*** GIVEN INFORMATION
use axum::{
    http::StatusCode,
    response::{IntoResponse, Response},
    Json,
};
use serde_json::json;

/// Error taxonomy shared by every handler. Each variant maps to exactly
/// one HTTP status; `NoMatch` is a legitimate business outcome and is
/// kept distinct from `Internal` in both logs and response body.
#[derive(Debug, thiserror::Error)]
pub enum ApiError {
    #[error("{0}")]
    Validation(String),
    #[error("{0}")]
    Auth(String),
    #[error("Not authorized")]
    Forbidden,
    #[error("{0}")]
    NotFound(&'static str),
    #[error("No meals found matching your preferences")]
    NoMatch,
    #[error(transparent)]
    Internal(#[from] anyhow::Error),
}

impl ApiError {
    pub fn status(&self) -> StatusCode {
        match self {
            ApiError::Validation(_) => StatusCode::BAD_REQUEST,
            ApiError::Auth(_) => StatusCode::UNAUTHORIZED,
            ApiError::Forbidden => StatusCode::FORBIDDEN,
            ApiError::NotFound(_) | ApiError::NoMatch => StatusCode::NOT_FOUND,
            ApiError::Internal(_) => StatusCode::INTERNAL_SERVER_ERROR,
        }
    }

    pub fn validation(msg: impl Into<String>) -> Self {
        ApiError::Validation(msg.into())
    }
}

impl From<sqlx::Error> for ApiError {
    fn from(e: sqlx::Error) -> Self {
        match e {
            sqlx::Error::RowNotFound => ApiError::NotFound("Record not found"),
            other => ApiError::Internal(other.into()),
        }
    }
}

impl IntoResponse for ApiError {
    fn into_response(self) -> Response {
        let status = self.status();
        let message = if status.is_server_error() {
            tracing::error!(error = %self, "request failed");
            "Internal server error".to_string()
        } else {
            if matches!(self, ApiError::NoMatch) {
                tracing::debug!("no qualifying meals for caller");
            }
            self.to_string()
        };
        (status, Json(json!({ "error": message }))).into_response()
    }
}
******
Write out exactly the lines starting with the one that holds "let message = if" and running through the last line above.

TASK OUTPUT:
        let message = if status.is_server_error() {
            tracing::error!(error = %self, "request failed");
            "Internal server error".to_string()
        } else {
            if matches!(self, ApiError::NoMatch) {
                tracing::debug!("no qualifying meals for caller");
            }
            self.to_string()
        };
        (status, Json(json!({ "error": message }))).into_response()
    }
}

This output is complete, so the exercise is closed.